==== SUPPLIED RECORDS ====

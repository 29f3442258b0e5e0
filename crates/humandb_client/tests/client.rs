//! Shell sessions against a live server.

use std::fs;
use std::net::SocketAddr;
use std::sync::Arc;
use std::time::Duration;

use humandb_client::{run_client, ClientConfig, ClientError, RetryConfig, Shell};
use humandb_core::CollectionStore;
use humandb_server::{serve_connection, Server, ServerConfig, ServerContext};
use humandb_testkit::populated_store;
use tempfile::TempDir;
use tokio::net::TcpListener;
use tokio::sync::oneshot;

const RECORD_LINES: &str = "Rick\n1.5\n-3\ntrue\nTheme\n120\n2.25\nknife\nfalse\nDeLorean\ntrue\n";

async fn start(store: CollectionStore) -> (SocketAddr, Arc<ServerContext>, oneshot::Sender<()>) {
    let config = ServerConfig::new("127.0.0.1:0".parse().unwrap());
    let server = Server::bind(ServerContext::new(config, store)).await.unwrap();
    let addr = server.local_addr().unwrap();
    let context = server.context();
    let (stop, stopped) = oneshot::channel::<()>();
    tokio::spawn(async move {
        server
            .run_until(async {
                let _ = stopped.await;
            })
            .await
            .unwrap();
    });
    (addr, context, stop)
}

fn client_config(addr: SocketAddr) -> ClientConfig {
    ClientConfig::new(addr.ip().to_string(), addr.port()).with_retry(
        RetryConfig::default()
            .with_max_attempts(2)
            .with_delay(Duration::from_millis(10)),
    )
}

async fn run(addr: SocketAddr, console: &str) -> (Result<(), ClientError>, String) {
    let mut shell = Shell::new(console.as_bytes(), Vec::new());
    let result = tokio::time::timeout(
        Duration::from_secs(10),
        run_client(&client_config(addr), &mut shell),
    )
    .await
    .unwrap();
    (result, String::from_utf8(shell.output().clone()).unwrap())
}

#[tokio::test]
async fn interactive_session() {
    let (addr, context, _stop) = start(CollectionStore::new()).await;
    let console = format!("insert\n5\n{RECORD_LINES}show\ninfo\nexit\n");
    let (result, output) = run(addr, &console).await;

    assert!(result.is_ok(), "{result:?}");
    assert!(output.contains("Record added to the collection with id 1."));
    assert!(output.contains("5 : "));
    assert!(output.contains("Number of elements: 1"));
    assert_eq!(context.with_store(CollectionStore::len), 1);
}

#[tokio::test]
async fn script_runs_commands_and_records() {
    let (addr, context, _stop) = start(populated_store(3)).await;
    let dir = TempDir::new().unwrap();
    let path = dir.path().join("batch.txt");
    fs::write(&path, format!("remove_key 10\ninsert\n40\n{RECORD_LINES}info\n")).unwrap();

    let console = format!("execute_script {}\nexit\n", path.display());
    let (result, output) = run(addr, &console).await;

    assert!(result.is_ok(), "{result:?}");
    assert!(output.contains("$ remove_key 10"));
    assert!(output.contains("Element with key 10 removed."));
    assert!(output.contains("Number of elements: 3"));
    assert!(context.with_store(|s| s.contains_key(40)));
}

#[tokio::test]
async fn server_errors_are_printed() {
    let (addr, _context, _stop) = start(CollectionStore::new()).await;
    let (result, output) = run(addr, "clear\nremove_key 3\nexit\n").await;

    assert!(result.is_ok(), "{result:?}");
    assert!(output.contains("Collection is empty."));
}

#[tokio::test]
async fn unreachable_server_gives_up() {
    let listener = TcpListener::bind("127.0.0.1:0").await.unwrap();
    let addr = listener.local_addr().unwrap();
    drop(listener);

    let (result, output) = run(addr, "show\n").await;
    assert!(matches!(
        result,
        Err(ClientError::ReconnectExhausted { attempts: 2 })
    ));
    assert!(output.contains("retrying"));
}

#[tokio::test]
async fn reconnects_after_connection_loss() {
    let listener = TcpListener::bind("127.0.0.1:0").await.unwrap();
    let addr = listener.local_addr().unwrap();
    let context = Arc::new(ServerContext::new(
        ServerConfig::default(),
        populated_store(2),
    ));
    let serving = Arc::clone(&context);
    tokio::spawn(async move {
        let (first, _) = listener.accept().await.unwrap();
        drop(first);
        let (second, _) = listener.accept().await.unwrap();
        serve_connection(second, serving).await.unwrap();
    });

    let (result, output) = run(addr, "info\ninfo\nexit\n").await;
    assert!(result.is_ok(), "{result:?}");
    assert!(output.contains("reconnecting"));
    assert!(output.contains("Number of elements: 2"));
}
//! Client configuration.

use std::time::Duration;

use humandb_protocol::{DEFAULT_PORT, DEFAULT_READ_CHUNK};

/// How the client retries a server it cannot reach.
#[derive(Debug, Clone, Copy, PartialEq, Eq)]
pub struct RetryConfig {
    /// Consecutive failed attempts before giving up.
    pub max_attempts: u32,
    /// Pause before each reconnection attempt.
    pub delay: Duration,
}

impl RetryConfig {
    /// Sets the attempt limit.
    pub fn with_max_attempts(mut self, attempts: u32) -> Self {
        self.max_attempts = attempts;
        self
    }

    /// Sets the delay between attempts.
    pub fn with_delay(mut self, delay: Duration) -> Self {
        self.delay = delay;
        self
    }
}

impl Default for RetryConfig {
    fn default() -> Self {
        Self {
            max_attempts: 5,
            delay: Duration::from_secs(5),
        }
    }
}

/// Configuration for the shell client.
#[derive(Debug, Clone)]
pub struct ClientConfig {
    /// Server host name or address.
    pub host: String,
    /// Server port.
    pub port: u16,
    /// Reconnection policy.
    pub retry: RetryConfig,
    /// Bytes requested per socket read.
    pub read_chunk: usize,
}

impl ClientConfig {
    /// Creates a configuration for the given server.
    pub fn new(host: impl Into<String>, port: u16) -> Self {
        Self {
            host: host.into(),
            port,
            retry: RetryConfig::default(),
            read_chunk: DEFAULT_READ_CHUNK,
        }
    }

    /// Sets the reconnection policy.
    pub fn with_retry(mut self, retry: RetryConfig) -> Self {
        self.retry = retry;
        self
    }

    /// Sets the read chunk size.
    pub fn with_read_chunk(mut self, bytes: usize) -> Self {
        self.read_chunk = bytes;
        self
    }
}

impl Default for ClientConfig {
    fn default() -> Self {
        Self::new("127.0.0.1", DEFAULT_PORT)
    }
}

#[cfg(test)]
mod tests {
    use super::*;

    #[test]
    fn default_config() {
        let config = ClientConfig::default();
        assert_eq!(config.host, "127.0.0.1");
        assert_eq!(config.port, 52052);
        assert_eq!(config.retry.max_attempts, 5);
        assert_eq!(config.retry.delay, Duration::from_secs(5));
    }

    #[test]
    fn config_builder() {
        let retry = RetryConfig::default()
            .with_max_attempts(2)
            .with_delay(Duration::from_millis(10));
        let config = ClientConfig::new("db.local", 7000)
            .with_retry(retry)
            .with_read_chunk(256);
        assert_eq!(config.retry.max_attempts, 2);
        assert_eq!(config.read_chunk, 256);
        assert_eq!(config.host, "db.local");
    }
}
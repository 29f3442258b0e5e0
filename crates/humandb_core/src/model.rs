//! The record model.
//!
//! A [`HumanBeing`] is the single entity kind the collection holds. Its `id`
//! and `creation_date` are owned by the server: whatever a client puts there
//! is overwritten when the record enters the store.

use std::cmp::Ordering;
use std::fmt;
use std::str::FromStr;

use chrono::NaiveDateTime;

use crate::error::CoreError;

/// Timestamp format used for creation dates on disk and on the wire.
pub const DATE_FORMAT: &str = "%Y-%m-%dT%H:%M:%S%.f";

/// Current local time, the clock every creation date is taken from.
pub fn now() -> NaiveDateTime {
    chrono::Local::now().naive_local()
}

/// A point on the plane.
#[derive(Debug, Clone, Copy, PartialEq)]
pub struct Coordinates {
    /// Horizontal position.
    pub x: f64,
    /// Vertical position.
    pub y: i64,
}

/// The vehicle a record drives.
#[derive(Debug, Clone, PartialEq)]
pub struct Car {
    /// Car name.
    pub name: String,
    /// Whether the car is cool.
    pub cool: bool,
}

/// Closed set of weapon kinds.
#[derive(Debug, Clone, Copy, PartialEq, Eq, Hash)]
pub enum WeaponType {
    /// An axe.
    Axe,
    /// A pistol.
    Pistol,
    /// A shotgun.
    Shotgun,
    /// A knife.
    Knife,
    /// A machine gun.
    MachineGun,
}

impl WeaponType {
    /// Every variant, in declaration order.
    pub const ALL: [WeaponType; 5] = [
        WeaponType::Axe,
        WeaponType::Pistol,
        WeaponType::Shotgun,
        WeaponType::Knife,
        WeaponType::MachineGun,
    ];

    /// Upper-case name as written on disk and on the wire.
    pub fn as_str(self) -> &'static str {
        match self {
            WeaponType::Axe => "AXE",
            WeaponType::Pistol => "PISTOL",
            WeaponType::Shotgun => "SHOTGUN",
            WeaponType::Knife => "KNIFE",
            WeaponType::MachineGun => "MACHINE_GUN",
        }
    }

    /// Comma-separated list of every variant name, for prompts.
    pub fn names() -> String {
        Self::ALL
            .iter()
            .map(|w| w.as_str())
            .collect::<Vec<_>>()
            .join(", ")
    }
}

impl fmt::Display for WeaponType {
    fn fmt(&self, f: &mut fmt::Formatter<'_>) -> fmt::Result {
        f.write_str(self.as_str())
    }
}

impl FromStr for WeaponType {
    type Err = CoreError;

    fn from_str(s: &str) -> Result<Self, Self::Err> {
        let wanted = s.trim();
        Self::ALL
            .into_iter()
            .find(|w| w.as_str().eq_ignore_ascii_case(wanted))
            .ok_or_else(|| CoreError::UnknownWeaponType(s.to_string()))
    }
}

/// A record stored in the collection.
#[derive(Debug, Clone, PartialEq)]
pub struct HumanBeing {
    /// Server-assigned identity, unique across the store.
    pub id: i32,
    /// Non-empty name; also the natural ordering key.
    pub name: String,
    /// Position.
    pub coordinates: Coordinates,
    /// Server-assigned at insert and update time.
    pub creation_date: NaiveDateTime,
    /// Real hero flag.
    pub real_hero: bool,
    /// Toothpick flag.
    pub has_toothpick: bool,
    /// Impact speed.
    pub impact_speed: i64,
    /// Non-empty soundtrack name.
    pub soundtrack_name: String,
    /// Minutes spent waiting.
    pub minutes_of_waiting: f64,
    /// Weapon kind.
    pub weapon_type: WeaponType,
    /// Vehicle.
    pub car: Car,
}

impl HumanBeing {
    /// Natural ordering: by name, case-insensitively.
    ///
    /// Used by `remove_lower`, the ascending/descending projections and
    /// `show`.
    pub fn cmp_by_name(&self, other: &Self) -> Ordering {
        self.name.to_lowercase().cmp(&other.name.to_lowercase())
    }

    /// Returns true if this record sorts strictly before `other`.
    pub fn is_lower_than(&self, other: &Self) -> bool {
        self.cmp_by_name(other) == Ordering::Less
    }
}

impl fmt::Display for HumanBeing {
    fn fmt(&self, f: &mut fmt::Formatter<'_>) -> fmt::Result {
        write!(
            f,
            "HumanBeing {{ id: {}, name: {:?}, coordinates: ({}, {}), creation_date: {}, \
             real_hero: {}, has_toothpick: {}, impact_speed: {}, soundtrack_name: {:?}, \
             minutes_of_waiting: {}, weapon_type: {}, car: {{ name: {:?}, cool: {} }} }}",
            self.id,
            self.name,
            self.coordinates.x,
            self.coordinates.y,
            self.creation_date.format(DATE_FORMAT),
            self.real_hero,
            self.has_toothpick,
            self.impact_speed,
            self.soundtrack_name,
            self.minutes_of_waiting,
            self.weapon_type,
            self.car.name,
            self.car.cool,
        )
    }
}

#[cfg(test)]
mod tests {
    use super::*;

    fn named(name: &str) -> HumanBeing {
        HumanBeing {
            id: 1,
            name: name.to_string(),
            coordinates: Coordinates { x: 0.5, y: -2 },
            creation_date: now(),
            real_hero: false,
            has_toothpick: true,
            impact_speed: 3,
            soundtrack_name: "theme".to_string(),
            minutes_of_waiting: 1.25,
            weapon_type: WeaponType::Knife,
            car: Car {
                name: "lada".to_string(),
                cool: true,
            },
        }
    }

    #[test]
    fn ordering_ignores_case() {
        assert_eq!(named("alice").cmp_by_name(&named("ALICE")), Ordering::Equal);
        assert!(named("Alice").is_lower_than(&named("bob")));
        assert!(!named("bob").is_lower_than(&named("Alice")));
        assert!(!named("Bob").is_lower_than(&named("bob")));
    }

    #[test]
    fn weapon_type_parse() {
        assert_eq!("AXE".parse::<WeaponType>().unwrap(), WeaponType::Axe);
        assert_eq!(
            " machine_gun ".parse::<WeaponType>().unwrap(),
            WeaponType::MachineGun
        );
        assert!(matches!(
            "spoon".parse::<WeaponType>(),
            Err(CoreError::UnknownWeaponType(_))
        ));
    }

    #[test]
    fn weapon_type_names() {
        assert_eq!(
            WeaponType::names(),
            "AXE, PISTOL, SHOTGUN, KNIFE, MACHINE_GUN"
        );
        for w in WeaponType::ALL {
            assert_eq!(w.to_string().parse::<WeaponType>().unwrap(), w);
        }
    }

    #[test]
    fn display_mentions_every_field() {
        let text = named("Neo").to_string();
        for needle in ["id: 1", "\"Neo\"", "(0.5, -2)", "KNIFE", "\"lada\"", "\"theme\""] {
            assert!(text.contains(needle), "{needle} missing from {text}");
        }
    }
}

====

## ABOUT THIS EXERCISE:
The answer should consist of the lines from the first line of the entries through the line with "use humandb_core::CollectionStore;", copied exactly.

## ANSWER FOR THE TASK:
repository 29f3442258b0e5e0
filename crates/humandb_client/tests/client.rs
//! Shell sessions against a live server.

use std::fs;
use std::net::SocketAddr;
use std::sync::Arc;
use std::time::Duration;

use humandb_client::{run_client, ClientConfig, ClientError, RetryConfig, Shell};
use humandb_core::CollectionStore;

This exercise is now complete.